您可以消除loss函数中的循环。这是通过矢量化所有内容来完成的。例如,您迭代ij来计算phi[i]*phi[j],但这是tf.matmul(phi[:, None], phi[None, :])的第ij个元素。这样做比使用循环实现要快。

此外,由于tensorflow静态地构建图形,因此您的函数甚至可能花费很长的时间来构建图形。因此,通常应避免在Tensorflow中使用大型嵌套for循环。

我已经举例说明了您的损失函数的一部分,将其简化为其他部分。

import tensorflow as tf
from numpy import pi as PI
from time import time


# some random vectors
size = 10
phi = tf.random.uniform([size])
mu = tf.random.uniform([size])
sigma = tf.random.uniform([size])


####################################
# Your original loss
####################################

def pdf(x, m, s):
    return tf.exp(-0.5*(x-m)**2/s**2) / ((2*PI*s**2)**0.5)


def loss():
    _loss = 0.0
    for i in range(phi.shape[0]):
        for j in range(phi.shape[0]):
            _loss += phi[i] * phi[j] * pdf(mu[i], mu[j], tf.sqrt(sigma[i]**2 + sigma[j]**2))
    return tf.sqrt(_loss)


####################################
# vectorised loss
####################################

def vector_pdf(x, s):
    return tf.exp(-0.5*x**2/s**2) / ((2*PI*s**2)**0.5)


def vectorised_loss():
    phi_ij = tf.matmul(phi[:, None], phi[None, :])
    difference = mu[:, None] - mu[None, :]
    sigma_squared = sigma**2
    sigma_sum = tf.sqrt(sigma_squared[:, None] + sigma_squared[None, :])

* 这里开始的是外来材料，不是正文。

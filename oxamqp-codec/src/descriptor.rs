//! Descriptors of described types

use std::fmt::Display;

use serde::{de, ser};

use crate::{__constants::DESCRIPTOR, format_code::EncodingCodes, primitives::Symbol};

/// Descriptor of a described type
///
/// On the wire a descriptor is either a symbol or a `ulong` code. The code
/// is formed from a 32-bit domain id and a 32-bit descriptor id.
#[derive(Debug, Clone, Hash, PartialEq, Eq, PartialOrd, Ord)]
pub enum Descriptor {
    /// Symbolic name
    Name(Symbol),

    /// Numeric code
    Code(u64),
}

impl Descriptor {
    /// Creates a [`Descriptor::Name`]
    pub fn name(name: impl Into<Symbol>) -> Self {
        Self::Name(name.into())
    }

    /// Creates a [`Descriptor::Code`]
    pub fn code(code: u64) -> Self {
        Self::Code(code)
    }

    /// Creates a [`Descriptor::Code`] from a domain id and a descriptor id
    pub fn from_domain(domain: u32, id: u32) -> Self {
        Self::Code(descriptor_code(domain, id))
    }
}

/// Combines a domain id and a descriptor id into a 64-bit descriptor code
pub const fn descriptor_code(domain: u32, id: u32) -> u64 {
    ((domain as u64) << 32) | id as u64
}

impl From<Symbol> for Descriptor {
    fn from(val: Symbol) -> Self {
        Self::Name(val)
    }
}

impl From<u64> for Descriptor {
    fn from(val: u64) -> Self {
        Self::Code(val)
    }
}

impl Display for Descriptor {
    fn fmt(&self, f: &mut std::fmt::Formatter<'_>) -> std::fmt::Result {
        match self {
            Descriptor::Name(name) => write!(f, "{}", name),
            Descriptor::Code(code) => {
                write!(f, "0x{:08x}:0x{:08x}", code >> 32, code & 0xffff_ffff)
            }
        }
    }
}

impl ser::Serialize for Descriptor {
    fn serialize<S>(&self, serializer: S) -> Result<S::Ok, S::Error>
    where
        S: ser::Serializer,
    {
        match self {
            Descriptor::Name(value) => {
                serializer.serialize_newtype_variant(DESCRIPTOR, 0, "Name", value)
            }
            Descriptor::Code(value) => {
                serializer.serialize_newtype_variant(DESCRIPTOR, 1, "Code", value)
            }
        }
    }
}

// The variant is picked from the format code that follows the 0x00
enum Field {
    Name,
    Code,
}

struct FieldVisitor;

impl<'de> de::Visitor<'de> for FieldVisitor {
    type Value = Field;

    fn expecting(&self, formatter: &mut std::fmt::Formatter) -> std::fmt::Result {
        formatter.write_str("variant identifier")
    }

    fn visit_u8<E>(self, v: u8) -> Result<Self::Value, E>
    where
        E: de::Error,
    {
        match EncodingCodes::try_from(v).map_err(de::Error::custom)? {
            EncodingCodes::Sym8 | EncodingCodes::Sym32 => Ok(Field::Name),
            EncodingCodes::ULong | EncodingCodes::SmallULong | EncodingCodes::ULong0 => {
                Ok(Field::Code)
            }
            code => Err(de::Error::custom(format!(
                "Invalid descriptor format code {}",
                code
            ))),
        }
    }
}

impl<'de> de::Deserialize<'de> for Field {
    fn deserialize<D>(deserializer: D) -> Result<Self, D::Error>
    where
        D: de::Deserializer<'de>,
    {
        deserializer.deserialize_identifier(FieldVisitor)
    }
}

struct Visitor;

impl<'de> de::Visitor<'de> for Visitor {
    type Value = Descriptor;

    fn expecting(&self, formatter: &mut std::fmt::Formatter) -> std::fmt::Result {
        formatter.write_str("enum Descriptor")
    }

    fn visit_enum<A>(self, data: A) -> Result<Self::Value, A::Error>
    where
        A: de::EnumAccess<'de>,
    {
        use de::VariantAccess;
        let (field, variant) = data.variant()?;
        match field {
            Field::Name => variant.newtype_variant().map(Descriptor::Name),
            Field::Code => variant.newtype_variant().map(Descriptor::Code),
        }
    }
}

impl<'de> de::Deserialize<'de> for Descriptor {
    fn deserialize<D>(deserializer: D) -> Result<Self, D::Error>
    where
        D: de::Deserializer<'de>,
    {
        const VARIANTS: &[&str] = &["Name", "Code"];
        deserializer.deserialize_enum(DESCRIPTOR, VARIANTS, Visitor)
    }
}

#[cfg(test)]
mod tests {
    use super::Descriptor;

    #[test]
    fn domain_and_id_form_the_code() {
        assert_eq!(
            Descriptor::from_domain(0x0000_0000, 0x0000_0026),
            Descriptor::Code(0x26)
        );
        assert_eq!(
            Descriptor::from_domain(0x0000_0137, 0x0000_0001),
            Descriptor::Code(0x0000_0137_0000_0001)
        );
        assert_eq!(
            Descriptor::Code(0x26).to_string(),
            "0x00000000:0x00000026"
        );
    }
}
//! Implementation of the sending link

use std::{collections::VecDeque, sync::Arc};

use bytes::Bytes;
use oxamqp_codec::primitives::Binary;
use oxamqp_types::{
    definitions::{DeliveryTag, ReceiverSettleMode, Role, SenderSettleMode},
    messaging::{
        Address, Assembler, DeliveryPhase, DeliveryState, IntoBody, Message, Outcome,
        MESSAGE_FORMAT,
    },
};

use crate::{
    endpoints::Endpoints,
    transport::{Attach, DispositionReceiver, LinkHandle, Transfer, TransportError},
};

use super::{
    builder::Builder,
    delivery::{DispositionCallback, Guarantee, SendOptions},
    SendError, DEFAULT_DISPOSITIONS_CAPACITY,
};

/// A link that sends messages and blocks on their outcome
///
/// The link refers to a shared [`Endpoints`] registry instead of owning a
/// session. It attaches the first time it sends and re-attaches whenever
/// the registry has re-established the session since.
///
/// Only one delivery is in flight per link, which is why sending takes
/// `&mut self`.
///
/// # Example
///
/// ```rust,ignore
/// let mut link = SendingLink::builder()
///     .name("link-1")
///     .target("q1")
///     .attach(endpoints);
///
/// let options = SendOptions::builder()
///     .guarantee(Guarantee::ExactlyOnce)
///     .on_disposition(|_state| None)
///     .build();
/// let outcome = link.send_with("message", options)?;
/// ```
pub struct SendingLink {
    name: String,
    source: Option<Address>,
    target: Option<Address>,
    max_message_size: Option<u64>,
    endpoints: Arc<Endpoints>,

    attached: Option<Attached>,
    next_tag: u32,
    last_delivery_tag: Option<DeliveryTag>,

    settlements: VecDeque<(DeliveryTag, Outcome)>,
    dispositions_capacity: usize,
}

struct Attached {
    handle: LinkHandle,
    generation: u64,
    dispositions: DispositionReceiver,
}

impl std::fmt::Debug for SendingLink {
    fn fmt(&self, f: &mut std::fmt::Formatter<'_>) -> std::fmt::Result {
        f.debug_struct("SendingLink")
            .field("name", &self.name)
            .field("source", &self.source)
            .field("target", &self.target)
            .field("handle", &self.attached.as_ref().map(|a| a.handle))
            .field("settlements", &self.settlements.len())
            .finish()
    }
}

impl SendingLink {
    /// Creates a builder for [`SendingLink`]
    pub fn builder() -> Builder {
        Builder::new()
    }

    /// Creates a link named `name`. No network activity takes place.
    pub fn new(
        name: impl Into<String>,
        source: impl Into<Option<Address>>,
        endpoints: Arc<Endpoints>,
    ) -> Self {
        Self::from_parts(
            name.into(),
            source.into(),
            None,
            None,
            DEFAULT_DISPOSITIONS_CAPACITY,
            endpoints,
        )
    }

    pub(crate) fn from_parts(
        name: String,
        source: Option<Address>,
        target: Option<Address>,
        max_message_size: Option<u64>,
        dispositions_capacity: usize,
        endpoints: Arc<Endpoints>,
    ) -> Self {
        Self {
            name,
            source,
            target,
            max_message_size,
            endpoints,
            attached: None,
            next_tag: 0,
            last_delivery_tag: None,
            settlements: VecDeque::with_capacity(dispositions_capacity),
            dispositions_capacity,
        }
    }

    /// Name of the link
    pub fn name(&self) -> &str {
        &self.name
    }

    /// Source address
    pub fn source(&self) -> Option<&Address> {
        self.source.as_ref()
    }

    /// Target address
    pub fn target(&self) -> Option<&Address> {
        self.target.as_ref()
    }

    /// The tag of the most recent transfer
    pub fn last_delivery_tag(&self) -> Option<&DeliveryTag> {
        self.last_delivery_tag.as_ref()
    }

    /// The outcome the link settled `delivery_tag` with. Only exactly-once
    /// deliveries are recorded and only the most recent ones are kept.
    pub fn settlement(&self, delivery_tag: &[u8]) -> Option<&Outcome> {
        self.settlements
            .iter()
            .find(|(tag, _)| tag.as_slice() == delivery_tag)
            .map(|(_, outcome)| outcome)
    }

    /// Sends `payload` at most once
    pub fn send(&mut self, payload: impl IntoBody) -> Result<Option<Outcome>, SendError> {
        self.send_with(payload, SendOptions::default())
    }

    /// Sends `payload` with the given sections and guarantee.
    ///
    /// Returns `Ok(None)` for [`Guarantee::AtMostOnce`] once the transport
    /// has taken the message, and the peer's outcome otherwise.
    ///
    /// Errors assembling the message are returned before the transport is
    /// touched. A transport failure invalidates the connection and session;
    /// the message is not retried.
    pub fn send_with(
        &mut self,
        payload: impl IntoBody,
        options: SendOptions,
    ) -> Result<Option<Outcome>, SendError> {
        let SendOptions {
            header,
            delivery_annotations,
            message_annotations,
            properties,
            application_properties,
            footer,
            footer_callbacks,
            guarantee,
            on_disposition,
        } = options;

        let message = Message::builder()
            .header(header)
            .delivery_annotations(delivery_annotations)
            .message_annotations(message_annotations)
            .properties(properties)
            .application_properties(application_properties)
            .footer(footer)
            .body(payload)
            .build()?;
        let assembled = Assembler::new()
            .footer_callbacks(footer_callbacks)
            .assemble(message)?;

        let result = self.deliver(assembled.payload, guarantee, on_disposition);
        if let Err(SendError::Transport(_err)) = &result {
            #[cfg(feature = "tracing")]
            tracing::error!(link = %self.name, error = %_err, "Transport failure");
            #[cfg(feature = "log")]
            log::error!("Transport failure on link {}: {}", self.name, _err);

            self.attached = None;
            self.endpoints.invalidate();
        }
        result
    }

    fn deliver(
        &mut self,
        payload: Bytes,
        guarantee: Guarantee,
        mut on_disposition: Option<DispositionCallback>,
    ) -> Result<Option<Outcome>, SendError> {
        let handle = self.ensure_attached()?;

        let delivery_tag = self.next_delivery_tag();
        let transfer = Transfer {
            delivery_tag: delivery_tag.clone(),
            settled: guarantee.is_pre_settled(),
            message_format: MESSAGE_FORMAT,
        };

        #[cfg(feature = "tracing")]
        tracing::debug!(link = %self.name, ?transfer, len = payload.len(), "Transfer");
        #[cfg(feature = "log")]
        log::debug!("Transfer on link {}: {:?}, {} bytes", self.name, transfer, payload.len());

        self.endpoints
            .with_transport(|transport| transport.transfer(handle, transfer, payload))?;

        if guarantee.is_pre_settled() {
            return Ok(None);
        }

        let (outcome, answer, settled) = self.await_outcome(&delivery_tag, &mut on_disposition)?;

        if guarantee == Guarantee::AtLeastOnce {
            // With rcv-settle-mode second the peer waits for the sender to settle
            if !settled {
                let state = DeliveryState::from(outcome.clone());
                self.endpoints.with_transport(|transport| {
                    transport.dispose(handle, delivery_tag.clone(), state)
                })?;

                #[cfg(feature = "tracing")]
                tracing::debug!(link = %self.name, ?outcome, "Settled");
                #[cfg(feature = "log")]
                log::debug!("Settled on link {}: {:?}", self.name, outcome);
            }
        } else if guarantee == Guarantee::ExactlyOnce {
            let settlement = answer.unwrap_or_else(|| outcome.clone());
            let state = DeliveryState::from(settlement.clone());
            self.endpoints.with_transport(|transport| {
                transport.dispose(handle, delivery_tag.clone(), state)
            })?;

            #[cfg(feature = "tracing")]
            tracing::debug!(link = %self.name, ?settlement, "Settled");
            #[cfg(feature = "log")]
            log::debug!("Settled on link {}: {:?}", self.name, settlement);

            self.record_settlement(delivery_tag, settlement);
        }

        Ok(Some(outcome))
    }

    /// Blocks until the peer reports a terminal state for `delivery_tag`.
    /// Returns the outcome, the callback's answer to it and whether the peer
    /// settled the delivery.
    fn await_outcome(
        &mut self,
        delivery_tag: &DeliveryTag,
        on_disposition: &mut Option<DispositionCallback>,
    ) -> Result<(Outcome, Option<Outcome>, bool), SendError> {
        let attached = self
            .attached
            .as_mut()
            .ok_or(SendError::IllegalState("Link is not attached"))?;

        let mut phase = DeliveryPhase::Sent.await_disposition();
        loop {
            let disposition = attached
                .dispositions
                .blocking_recv()
                .ok_or(TransportError::LinkDetached)?;

            if &disposition.delivery_tag != delivery_tag {
                #[cfg(feature = "tracing")]
                tracing::debug!(tag = ?disposition.delivery_tag, "Ignoring disposition for another delivery");
                #[cfg(feature = "log")]
                log::debug!("Ignoring disposition for another delivery {:?}", disposition.delivery_tag);
                continue;
            }

            let state = DeliveryState::try_from(disposition.state)?;

            #[cfg(feature = "tracing")]
            tracing::trace!(?state, "Disposition");
            #[cfg(feature = "log")]
            log::trace!("Disposition {:?}", state);

            let answer = on_disposition.as_mut().and_then(|callback| callback(&state));
            phase = phase.observe(&state);
            if phase.is_terminal() {
                let outcome = Outcome::try_from(state)?;
                return Ok((outcome, answer, disposition.settled));
            }
        }
    }

    fn ensure_attached(&mut self) -> Result<LinkHandle, TransportError> {
        let (_, generation) = self.endpoints.session()?;
        if let Some(attached) = &self.attached {
            if attached.generation == generation {
                return Ok(attached.handle);
            }
        }

        let attach = Attach {
            name: self.name.clone(),
            role: Role::Sender,
            snd_settle_mode: SenderSettleMode::Mixed,
            rcv_settle_mode: ReceiverSettleMode::Second,
            source: self.source.clone(),
            target: self.target.clone(),
            max_message_size: self.max_message_size,
        };
        let (handle, dispositions, generation) = self.endpoints.attach(&attach)?;

        #[cfg(feature = "tracing")]
        tracing::info!(link = %self.name, ?handle, generation, "Link attached");
        #[cfg(feature = "log")]
        log::info!("Link {} attached {:?}, generation {}", self.name, handle, generation);

        self.attached = Some(Attached {
            handle,
            generation,
            dispositions,
        });
        Ok(handle)
    }

    fn next_delivery_tag(&mut self) -> DeliveryTag {
        let tag = Binary::from(self.next_tag.to_be_bytes().to_vec());
        self.next_tag = self.next_tag.wrapping_add(1);
        self.last_delivery_tag = Some(tag.clone());
        tag
    }

    fn record_settlement(&mut self, delivery_tag: DeliveryTag, outcome: Outcome) {
        while self.settlements.len() >= self.dispositions_capacity {
            self.settlements.pop_front();
        }
        self.settlements.push_back((delivery_tag, outcome));
    }
}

    loss_array = phi_ij*vector_pdf(difference, sigma_sum)
    return tf.sqrt(tf.reduce_sum(loss_array))


#######################################
# Time the functions and show they are the same
#######################################

with tf.Session() as sess:
    loop_loss = loss()
    vector_loss = vectorised_loss()
    # init = tf.global_variables_initializer()
    # sess.run(init)

    t = 0.
    for _ in range(100):
        st = time()
        loop_loss_val = sess.run(loop_loss)
        t += time() - st
    print('loop took {}'.format(t/100))

    t = 0.
    for _ in range(100):
        st = time()
        vector_val = sess.run(vector_loss)
        t += time() - st
    print('vector took {}'.format(t / 100))

    l_val, v_val = sess.run([loop_loss, vector_loss])
    print(l_val, v_val)

此打印

loop took 0.01740453243255615
vector took 0.004280190467834472
4.6466274 4.6466274

通过对损失函数进行矢量化,您的reduce函数也应易于向量化。现在,您将要批处理mulmul,并稍微更改相减的索引。例如:

mu[:, None] - mu[None, :]
# becomes
mu[: ,:, None] - mu[:, None, :]